Let us suppose that by examining the features of lukasa boards, it is possible to say that in a given board there are so many entities (people? villages? dynasties?) and so many relationships, and to organize these relationships as graphs. One could ask how many different questions the bambudye story-teller is prepared to answer about those entities and their relationships according to the lukasa board: e.g., who is related in a certain way to whom, which events happened in which reign, which villages are allied for purposes of trade, kinship, or war. While this level of mathematical abstraction will cast no light on what the relationships are, it may be possible to identify how many organizing principles there are, quantified as a number of dimensions. That is, how many questions are needed in order to understand the story – if only we knew what those questions were!
Because of the glut of data facing the world today, researchers are keen to find new mathematical tools for extracting information from complexity. This author, with Joachim Stubbe, has been among those expanding the toolbox, by making connections between spectral analysis and dimensionality.

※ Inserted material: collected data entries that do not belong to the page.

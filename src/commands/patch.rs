use anyhow::{Context as _, Result, bail};
use colored::Colorize;
use patchkit::{
    ConfigStatus, InsertOptions, PatchOutcome, Patcher, Pattern, PrivilegedWriter, RecordingWriter, Stamp,
};
use std::fs;
use std::path::{Path, PathBuf};

use crate::Context;
use crate::cli::{PatchArgs, PatchCommand};
use crate::config::Config;
use crate::paths;
use crate::runner::SystemExecutor;
use crate::sudo::SudoWriter;
use crate::ui;

pub fn run(ctx: &Context, args: PatchArgs) -> Result<()> {
    let config = Config::load()?;

    match &args.command {
        PatchCommand::Status { file } => return status(&config, &target(file)),
        PatchCommand::Grep { file, pattern, regex } => return grep(&target(file), pattern, *regex),
        _ => {}
    }

    if args.dry_run {
        let recorder = RecordingWriter::new();
        let patcher = patcher(&recorder, &config);
        let outcome = apply(&patcher, &args.command)?;
        show_dry_run(&recorder, outcome);
        return Ok(());
    }

    let writer = SudoWriter::new(SystemExecutor::new(ctx.quiet), config.sudo.enabled);
    let patcher = patcher(writer, &config);
    match apply(&patcher, &args.command)? {
        PatchOutcome::Applied => ui::success("Done"),
        PatchOutcome::AlreadyApplied => ui::dim("Nothing to do"),
    }
    Ok(())
}

fn patcher<W: PrivilegedWriter>(writer: W, config: &Config) -> Patcher<W> {
    let stamp = Stamp::new(env!("CARGO_PKG_NAME"), env!("CARGO_PKG_VERSION"));
    Patcher::new(writer, stamp).with_comment_char(config.marker.comment_char.clone())
}

fn target(file: &Path) -> PathBuf {
    paths::expand(&file.to_string_lossy())
}

/// Run one of the mutating patch commands
fn apply<W: PrivilegedWriter>(patcher: &Patcher<W>, command: &PatchCommand) -> Result<PatchOutcome> {
    let outcome = match command {
        PatchCommand::ChangeLine {
            file,
            line,
            replacement,
        } => patcher.change_line(line, replacement, &target(file))?,
        PatchCommand::Insert {
            file,
            before,
            text,
            after,
            comment_char,
        } => {
            let opts = InsertOptions {
                comment_char: comment_char.clone(),
                insert_after: after.clone(),
            };
            patcher.insert_into_file(before, &target(file), &text.join("\n"), &opts)?
        }
        PatchCommand::Append { file, text } => patcher.append_to_file(&text.join("\n"), &target(file))?,
        PatchCommand::Directive {
            file,
            keyword,
            from,
            to,
        } => patcher.set_directive(keyword, from, to, &target(file))?,
        PatchCommand::Status { .. } | PatchCommand::Grep { .. } => {
            bail!("not a file edit")
        }
    };
    Ok(outcome)
}

fn show_dry_run(recorder: &RecordingWriter, outcome: PatchOutcome) {
    if !outcome.is_applied() {
        ui::dim("Nothing to do");
        return;
    }
    for write in recorder.writes() {
        let before = fs::read_to_string(&write.path).unwrap_or_default();
        let how = if write.elevate { " (as owner, via sudo)" } else { "" };
        println!("  {} {}{}", "Would write".yellow(), write.path.display(), how.dimmed());
        ui::print_diff(&before, &write.content);
    }
}

fn status(config: &Config, path: &Path) -> Result<()> {
    let patcher = patcher(RecordingWriter::new(), config);
    let status = patcher.config_status(path)?;
    match status {
        ConfigStatus::Generated => ui::success(&format!("{}: {}", path.display(), status.reason())),
        ConfigStatus::Missing | ConfigStatus::NeedsRegeneration => {
            bail!("{}: {}", path.display(), status.reason())
        }
    }
    Ok(())
}

fn grep(path: &Path, pattern: &str, regex: bool) -> Result<()> {
    let pattern = if regex {
        Pattern::regex(pattern).with_context(|| format!("Invalid pattern '{}'", pattern))?
    } else {
        Pattern::from(pattern)
    };
    match patchkit::grep(&pattern, path)? {
        Some(lines) => {
            for line in lines {
                println!("{}", line);
            }
            Ok(())
        }
        None => bail!("No matches in {}", path.display()),
    }
}

#[cfg(test)]
mod tests {
    use super::*;
    use tempfile::TempDir;

    #[test]
    fn test_dry_run_records_without_writing() {
        let temp = TempDir::new().unwrap();
        let path = temp.path().join("hosts");
        fs::write(&path, "127.0.0.1 localhost\n# END\n").unwrap();

        let recorder = RecordingWriter::new();
        let patcher = patcher(&recorder, &Config::default());
        let cmd = PatchCommand::Insert {
            file: path.clone(),
            before: "# END".to_string(),
            text: vec!["10.0.0.1 db".to_string()],
            after: None,
            comment_char: None,
        };

        let outcome = apply(&patcher, &cmd).unwrap();

        assert!(outcome.is_applied());
        assert_eq!(fs::read_to_string(&path).unwrap(), "127.0.0.1 localhost\n# END\n");
        let written = recorder.last_for(&path).unwrap();
        assert!(written.contains("# This line added by provision-"));
        assert!(written.contains("10.0.0.1 db\n# END\n"));
    }

    #[test]
    fn test_append_joins_lines() {
        let temp = TempDir::new().unwrap();
        let path = temp.path().join("profile");

        let recorder = RecordingWriter::new();
        let patcher = patcher(&recorder, &Config::default());
        let cmd = PatchCommand::Append {
            file: path.clone(),
            text: vec!["export A=1".to_string(), "export B=2".to_string()],
        };

        apply(&patcher, &cmd).unwrap();

        let written = recorder.last_for(&path).unwrap();
        assert!(written.contains("# These 2 lines added by provision-"));
        assert!(written.contains("export A=1\nexport B=2"));
    }

    #[test]
    fn test_configured_comment_char() {
        let temp = TempDir::new().unwrap();
        let path = temp.path().join("init.lua");
        fs::write(&path, "vim.o.number = false\n").unwrap();

        let mut config = Config::default();
        config.marker.comment_char = "--".to_string();
        let recorder = RecordingWriter::new();
        let patcher = patcher(&recorder, &config);
        let cmd = PatchCommand::ChangeLine {
            file: path.clone(),
            line: "vim.o.number".to_string(),
            replacement: "vim.o.number = true".to_string(),
        };

        apply(&patcher, &cmd).unwrap();

        let written = recorder.last_for(&path).unwrap();
        assert!(written.contains("-- was: vim.o.number = false"));
        assert!(written.ends_with("vim.o.number = true\n"));
    }

    #[test]
    fn test_missing_anchor_is_an_error() {
        let temp = TempDir::new().unwrap();
        let path = temp.path().join("hosts");
        fs::write(&path, "127.0.0.1 localhost\n").unwrap();

        let recorder = RecordingWriter::new();
        let patcher = patcher(&recorder, &Config::default());
        let cmd = PatchCommand::Insert {
            file: path,
            before: "# END".to_string(),
            text: vec!["x".to_string()],
            after: None,
            comment_char: None,
        };

        assert!(apply(&patcher, &cmd).is_err());
        assert!(recorder.writes().is_empty());
    }

    #[test]
    fn test_status_of_missing_file_fails() {
        let temp = TempDir::new().unwrap();
        assert!(status(&Config::default(), &temp.path().join("nginx.conf")).is_err());
    }

    #[test]
    fn test_grep_regex() {
        let temp = TempDir::new().unwrap();
        let path = temp.path().join("sshd_config");
        fs::write(&path, "PermitRootLogin yes\nPort 22\n").unwrap();

        assert!(grep(&path, "^Port\\s+\\d+", true).is_ok());
        assert!(grep(&path, "Banner", false).is_err());
        assert!(grep(&path, "(", true).is_err());
    }
}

In a recent article we show how the dimension that characterizes a graph can be read off from the spectrum of its eigenvalues. The idea of using this tool, along with the more established ones of statistical and geometric analysis, to seek the social information encoded in lukasa boards is intriguing. It would be as if by listening to the musical sounds of a story told in an unknown language one could discern at least the number of characters and the complexity of their relationships.
† In the mathematical community the more common term is “graph,” but the reader should be aware that in this context the word has nothing to do with the more widely familiar Cartesian notion of the graph of a function.